With one of the longest life expectancies in the world, and one of the lowest birth-rates, Japan holds the title of the “oldest” country on the planet. According to the Statistics Bureau of Japan, nearly three in 10 are now over 65 years old, and over-65s outnumber 20-35 year olds by a factor of approximately 2:1.
Why does this matter? Per capita wine consumption in Japan is already one of the lowest in the world. For a category that’s finding it hard to recruit younger legal drinking age (LDA) drinkers, the overall tilt of the population creates additional hurdles. Around two thirds of regular wine drinkers are now aged 55 or older, compared with just 10% who are LDA-34. The over-55s tend to be less experimental with their approach to wine, are more price conscious, and also have the lowest category involvement.

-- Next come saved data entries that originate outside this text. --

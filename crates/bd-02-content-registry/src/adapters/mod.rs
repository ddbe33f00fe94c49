//! Adapters Layer - ContentSource implementations

pub mod fs_source;
pub mod memory_source;

pub use fs_source::FsContentSource;
pub use memory_source::InMemoryContentSource;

However, the younger LDA Japanese who have chosen to enter the wine category are much more adventurous and high-spending – a more exciting prospect for brand owners, as they want to expand their knowledge bases and are willing to trade up as part of that need.
Since our previous Japan Landscapes report in 2019, the Japanese regular (monthly) wine drinking population has remained stable. This follows a precipitous decline since 2016, and in part reflects the long-term struggle wine is facing to attract new, younger LDA+ consumers to the category in the face of competition from RTDs, beer and non-alcoholic beverages.
Even with the sharp decline in the size of the regular wine drinking population, consumer involvement with the wine category – a proxy for premiumisation – has increased with both confidence and knowledge rising. This is being driven by younger LDA drinkers who are participating in the wine category.
In line with global trends, Japanese regular wine drinkers have warmed to the attractions of domestically-produced wine during the pandemic with recalled purchase of other origins lower as a result of Covid. Although total consumption of sake in Japan has been declining significantly for many years now, the category does resonate with Japanese regular wine drinkers, whose purchase and recalled consumption of sake has increased since 2018.
Another Covid-era effect is the rebound in consumption occasions and spend in 2021. Most likely connected with post-lockdown bounce-back, Japanese regular wine drinkers report spending more at formal and celebratory occasions compared to pre-pandemic levels though it appears they may be drinking less volume at those occasions. Additionally, Japanese drinkers are prioritising consuming alcohol and treating themselves to better quality wines now compared with pre-pandemic. However, they are still hesitant to return to the on-trade and therefore are using informal and relaxed off-trade occasions to engage with wine.